Costly to fill in downtown cellars
The numbers are in, and it won't be cheap to fill in basements at four downtown Detroit Lakes locations. About a century ago, downtown businesses on Washington Avenue were heated with steam from the city power plant. Most of those steam pipes ran...
The numbers are in, and it won’t be cheap to fill in basements at four downtown Detroit Lakes locations.
About a century ago, downtown businesses on Washington Avenue were heated with steam from the city power plant.
Most of those steam pipes ran through basements that extended out about five feet, and so were essentially under the sidewalk.

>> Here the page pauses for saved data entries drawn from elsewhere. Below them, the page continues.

//! Depth-limited CART regression tree with squared-error splits.
//!
//! Splits are exhaustive over every feature and every boundary between
//! distinct sorted values. Ties go to the lowest feature index, then the
//! lowest threshold, so a fit is a pure function of its inputs.

use serde::{Deserialize, Serialize};

/// Minimum variance reduction (in sum-of-squares units) worth a split.
const MIN_GAIN: f64 = 1e-12;

/// Growth limits for a single tree.
#[derive(Serialize, Deserialize, Debug, Clone, Copy, PartialEq)]
pub struct TreeParams {
    pub max_depth: usize,
    /// A node with fewer samples becomes a leaf.
    pub min_samples_split: usize,
    /// Each child of a split keeps at least this many samples.
    pub min_samples_leaf: usize,
}

impl Default for TreeParams {
    fn default() -> Self {
        Self {
            max_depth: 3,
            min_samples_split: 2,
            min_samples_leaf: 1,
        }
    }
}

#[derive(Debug, Clone, PartialEq)]
enum Node {
    Leaf {
        value: f64,
    },
    Split {
        feature: usize,
        /// Rows with `x[feature] <= threshold` go left.
        threshold: f64,
        left: usize,
        right: usize,
    },
}

/// A fitted regression tree. Nodes are stored in a flat arena; index 0 is the root.
#[derive(Debug, Clone, PartialEq)]
pub struct RegressionTree {
    nodes: Vec<Node>,
}

#[derive(Debug, Clone, Copy)]
struct Split {
    feature: usize,
    threshold: f64,
    score: f64,
}

impl RegressionTree {
    /// Fit to `targets` using the rows of `x` selected by `indices`.
    ///
    /// `indices` must be non-empty and every row must have the same width.
    pub fn fit(x: &[Vec<f64>], targets: &[f64], indices: &[usize], params: &TreeParams) -> Self {
        let mut tree = RegressionTree { nodes: Vec::new() };
        tree.grow(x, targets, indices.to_vec(), 0, params);
        tree
    }

    fn grow(
        &mut self,
        x: &[Vec<f64>],
        targets: &[f64],
        indices: Vec<usize>,
        depth: usize,
        params: &TreeParams,
    ) -> usize {
        let id = self.nodes.len();
        self.nodes.push(Node::Leaf {
            value: mean(targets, &indices),
        });

        let can_split = depth < params.max_depth
            && indices.len() >= params.min_samples_split.max(2)
            && indices.len() >= 2 * params.min_samples_leaf.max(1);
        if !can_split {
            return id;
        }

        let Some(split) = best_split(x, targets, &indices, params.min_samples_leaf.max(1)) else {
            return id;
        };

        let (left_idx, right_idx): (Vec<usize>, Vec<usize>) = indices
            .iter()
            .partition(|&&i| x[i][split.feature] <= split.threshold);

        let left = self.grow(x, targets, left_idx, depth + 1, params);
        let right = self.grow(x, targets, right_idx, depth + 1, params);
        self.nodes[id] = Node::Split {
            feature: split.feature,
            threshold: split.threshold,
            left,
            right,
        };
        id
    }

    /// Predict the leaf value for one row.
    pub fn predict_row(&self, row: &[f64]) -> f64 {
        let mut id = 0;
        loop {
            match &self.nodes[id] {
                Node::Leaf { value } => return *value,
                Node::Split {
                    feature,
                    threshold,
                    left,
                    right,
                } => {
                    id = if row[*feature] <= *threshold { *left } else { *right };
                }
            }
        }
    }

    pub fn leaf_count(&self) -> usize {
        self.nodes
            .iter()
            .filter(|n| matches!(n, Node::Leaf { .. }))
            .count()
    }

    /// Longest root-to-leaf path, in edges.
    pub fn depth(&self) -> usize {
        fn walk(nodes: &[Node], id: usize) -> usize {
            match &nodes[id] {
                Node::Leaf { .. } => 0,
                Node::Split { left, right, .. } => 1 + walk(nodes, *left).max(walk(nodes, *right)),
            }
        }
        walk(&self.nodes, 0)
    }
}

fn mean(targets: &[f64], indices: &[usize]) -> f64 {
    if indices.is_empty() {
        return 0.0;
    }
    indices.iter().map(|&i| targets[i]).sum::<f64>() / indices.len() as f64
}

/// Best split by `sum_l^2 / n_l + sum_r^2 / n_r`, which is maximal exactly
/// where the children's summed squared error is minimal.
fn best_split(x: &[Vec<f64>], targets: &[f64], indices: &[usize], min_leaf: usize) -> Option<Split> {
    let n = indices.len();
    let total: f64 = indices.iter().map(|&i| targets[i]).sum();
    let parent_score = total * total / n as f64;
    let width = x[indices[0]].len();

    let mut best: Option<Split> = None;
    let mut order = indices.to_vec();

    for feature in 0..width {
        order.sort_by(|&a, &b| x[a][feature].total_cmp(&x[b][feature]));

        let mut left_sum = 0.0;
        for k in 1..n {
            left_sum += targets[order[k - 1]];
            if k < min_leaf || n - k < min_leaf {
                continue;
            }
            let lo = x[order[k - 1]][feature];
            let hi = x[order[k]][feature];
            if lo >= hi {
                continue;
            }

            let right_sum = total - left_sum;
            let score = left_sum * left_sum / k as f64 + right_sum * right_sum / (n - k) as f64;
            if score <= parent_score + MIN_GAIN {
                continue;
            }
            if best.is_none_or(|b| score > b.score) {
                best = Some(Split {
                    feature,
                    threshold: midpoint(lo, hi),
                    score,
                });
            }
        }
    }
    best
}

/// A threshold in `[lo, hi)`, preferring the midpoint.
fn midpoint(lo: f64, hi: f64) -> f64 {
    let mid = lo * 0.5 + hi * 0.5;
    if mid >= lo && mid < hi { mid } else { lo }
}
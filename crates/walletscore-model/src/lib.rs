//! # walletscore-model — Pseudo-labelling and score regression.
//!
//! Turns per-wallet feature vectors into published credit scores:
//! - **Heuristic labels**: a closed-form, log/tanh-compressed pseudo-score
//!   per wallet, used only as a training target.
//! - **Gradient boosting**: depth-limited regression trees fitted to the
//!   pseudo-scores on a seeded 80/20 split, then applied to every wallet
//!   to produce smoothed scores.
//! - **Post-processing**: predictions clamped into `[0, 1000]` and paired
//!   with their wallet identifiers.
//! - **Baseline**: the earlier z-score formula, kept as an alternative scorer.

pub mod baseline;
pub mod dataset;
pub mod gbdt;
pub mod heuristic;
pub mod metrics;
pub mod postprocess;
pub mod trainer;
pub mod tree;

pub use baseline::BaselineScorer;
pub use gbdt::{BoostingParams, GradientBoostedRegressor};
pub use heuristic::{HeuristicWeights, PseudoScorer};
pub use postprocess::finalize;
pub use trainer::{fit_score_model, FitReport, ModelParams, ScoreModel, TrainedModel};
pub use tree::{RegressionTree, TreeParams};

The steam is long gone, but the pipes and extended basements still exist in four businesses on the avenue’s 800 block -Price’s Fine Jewelry, Barbara’s Hair-N-Body Care, TLC Companies Inc. (the former White Drug building) and Ginny’s Boutique.
With a major street renovation project now planned for Washington Avenue next summer, those last four extended basements have to go.
The problem is, who will pay for the work? The city has offered $5,000 apiece to the three smaller properties and $10,000 to TLC Companies, which has substantially more basement to fill in.
Under a proposal to the city from Zayic Concrete Inc. of Detroit Lakes, it would fill in all four basement sites.
The work would include removing the existing sidewalk, setting and pouring a foot-thick insulated concrete form wall, with an epoxy rebar package. It would waterproof the wall after pouring, fill the space with gravel, and compact up to sidewalk height.
Zayic would also cut and remove lower concrete for footing, repour the footing, and patch the floor back in where needed.
The cost at Price’s Jewelry would be $13,300.
At Barbara’s Hair N Body Care it would be $12,070.
At TLC Building it would be $20,800.
At Ginny’s Boutique it would be $9,850.
That’s substantially more than the work was expected to cost, but the city hasn’t sweetened its offer.
City officials met with building owners Monday to talk about the project, but no decisions were made, said City Administrator Bob Louiseau.
Some of the property owners earlier talked about possible legal action against the city, which would further delay the Washington Avenue project.
At least one owner believes the extended basements were built at the request of the city, so workers could access the steam lines: One basement appears to have been built with stair access for steam line workers.
Becker County will pay half the incentive costs. Washington Avenue is a county road, but the city is managing the reconstruction project, and the right-of-way is part of that.
In April, the city council held a public hearing on the basements, and passed a resolution requiring the building owners to act by June 1 or pay for the work through special assessments if the city has to take care of it.